L’idée a mûri dans l’esprit de Fadi Wazni, un des trois actionnaires de
la Société minière de Boké (SMB), qui a surgi dans le paysage minier guinéen en
2014. À ses côtés, le groupe chinois China Hongqiao, leader mondial de
l’aluminium, et l’armateur singapourien Winning Shipping. Juriste français et
petit-fils d’un commerçant libanais de Kenema, site diamantifère
sierra-léonais, Fadi Wazni s’installe en Guinée en 1995 et ne tarde pas à
régner sur le secteur de la logistique. Mais la mine reste son terrain de
prédilection. De sa première incursion dans le secteur, en 2006, en tant
qu’actionnaire de l’exploitant de bauxite australien Alliance mining
commodities (AMC), il apprend - beaucoup. Il se lie surtout avec des
investisseurs chinois qui n’ont pas réussi à s’entendre avec AMC. Un pied
dans la diplomatie – il est Consul honoraire des Pays-Bas –, un autre
au palais présidentiel de Sékhoutouréyah – il est réputé proche de
la famille du président Alpha Condé –, Fadi Wazni revendique un goût pour « l’ordre,
la discipline ».
LA POLITIQUE DU FAIT ACCOMPLI
C’est la flotte de camions de sa
société, United Mining Supply (UMS), qui achemine la bauxite, 24h/24, 7j/7, des
plateaux miniers aux deux ports minéraliers bâtis au pas de charge – comme
les routes et les ponts de la SMB – sur chaque rive du Rio Nunez. Car
la nouvelle société minière veut aller vite, quitte à opter pour la politique
du fait accompli. Le 20 juillet 2015, un an après sa création, elle
organise à Boké une « cérémonie d’exportation » de la première tonne
de bauxite, présidée par Alpha Condé en personne. Pourtant, le consortium n’a
obtenu son permis d’exploitation que treize jours plus tôt. « J’ai
tout organisé alors que je n’avais pas encore le permis », nous confiait
en septembre 2017 un Fadi Wazni tiré à quatre épingles, chapelet en main,
contemplant de son bureau l’océan virant au bleu sombre par gros temps.

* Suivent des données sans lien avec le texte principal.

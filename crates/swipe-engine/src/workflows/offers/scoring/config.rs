use serde::{Deserialize, Serialize};

/// Weights and thresholds used by the scoring engine.
#[derive(Debug, Clone, PartialEq, Serialize, Deserialize)]
#[serde(default)]
pub struct ScoringConfig {
    pub promise_points: u8,
    pub mechanism_points: u8,
    pub proof_points: u8,
    pub cta_points: u8,

    /// Word counts bounding the length bands: below the first the copy earns nothing.
    pub min_effective_words: usize,
    pub short_copy_words: usize,
    pub ideal_max_words: usize,
    pub long_max_words: usize,
    pub short_copy_points: u8,
    pub ideal_copy_points: u8,
    pub long_copy_points: u8,
    pub overlong_copy_points: u8,

    pub number_points: u8,
    pub price_points: u8,
    pub guarantee_points: u8,

    /// Minimum keyword overlap for another ad to count as the same pattern.
    pub similarity_threshold: f32,
    /// Intrinsic offer score another ad needs before it corroborates a pattern.
    pub validated_offer_score: u8,
    pub match_weight: f32,
    pub inactive_match_factor: f32,
    pub longevity_saturation_days: u32,
    pub max_density_bonus: f32,
}

impl Default for ScoringConfig {
    fn default() -> Self {
        Self {
            promise_points: 20,
            mechanism_points: 15,
            proof_points: 15,
            cta_points: 10,
            min_effective_words: 8,
            short_copy_words: 20,
            ideal_max_words: 150,
            long_max_words: 400,
            short_copy_points: 5,
            ideal_copy_points: 15,
            long_copy_points: 10,
            overlong_copy_points: 5,
            number_points: 8,
            price_points: 7,
            guarantee_points: 10,
            similarity_threshold: 0.35,
            validated_offer_score: 60,
            match_weight: 8.0,
            inactive_match_factor: 0.5,
            longevity_saturation_days: 60,
            max_density_bonus: 25.0,
        }
    }
}

impl ScoringConfig {
    /// Replace non-finite or out-of-range float settings with their defaults.
    pub fn sanitized(mut self) -> Self {
        let defaults = Self::default();

        if !self.similarity_threshold.is_finite()
            || self.similarity_threshold <= 0.0
            || self.similarity_threshold > 1.0
        {
            self.similarity_threshold = defaults.similarity_threshold;
        }
        if !self.match_weight.is_finite() || self.match_weight < 0.0 {
            self.match_weight = defaults.match_weight;
        }
        if !self.inactive_match_factor.is_finite()
            || !(0.0..=1.0).contains(&self.inactive_match_factor)
        {
            self.inactive_match_factor = defaults.inactive_match_factor;
        }
        if !self.max_density_bonus.is_finite() || self.max_density_bonus < 0.0 {
            self.max_density_bonus = defaults.max_density_bonus;
        }
        if self.longevity_saturation_days == 0 {
            self.longevity_saturation_days = defaults.longevity_saturation_days;
        }

        self
    }
}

L’entrepreneur a réussi son coup : il obtient le feu vert des autorités,
notamment les permis indispensables pour décaper les collines et extraire la
bauxite, dans des délais à faire pâlir d’envie les majors du secteur.
Très vite, la toute nouvelle
société s’impose comme le premier producteur guinéen de bauxite. Elle se hisse
même à la troisième place des producteurs mondiaux, derrière les géants
américain Alcoa et anglo-australien Rio Tinto. Depuis 2017, elle exporte chaque
année entre 30 et 35 millions de tonnes de minerai2,
qui alimentent les raffineries chinoises. « Si notre consortium a pu
démarrer puis faire croître sa production de manière exponentielle en trois
ans, c’est qu’il n’a pas manqué la fenêtre de tir apparue en 2014 : des
prix élevés, un soutien financier de la Chine […] et l’appui des autorités guinéennes »,
expliquait en 2019 le Français Frédéric Bouzigues, directeur général de
la SMB, à Jeune Afrique3.
La société est même devenue, en 2018, le premier contributeur au budget de
l’État guinéen, avec près de 130 millions de dollars de versements4.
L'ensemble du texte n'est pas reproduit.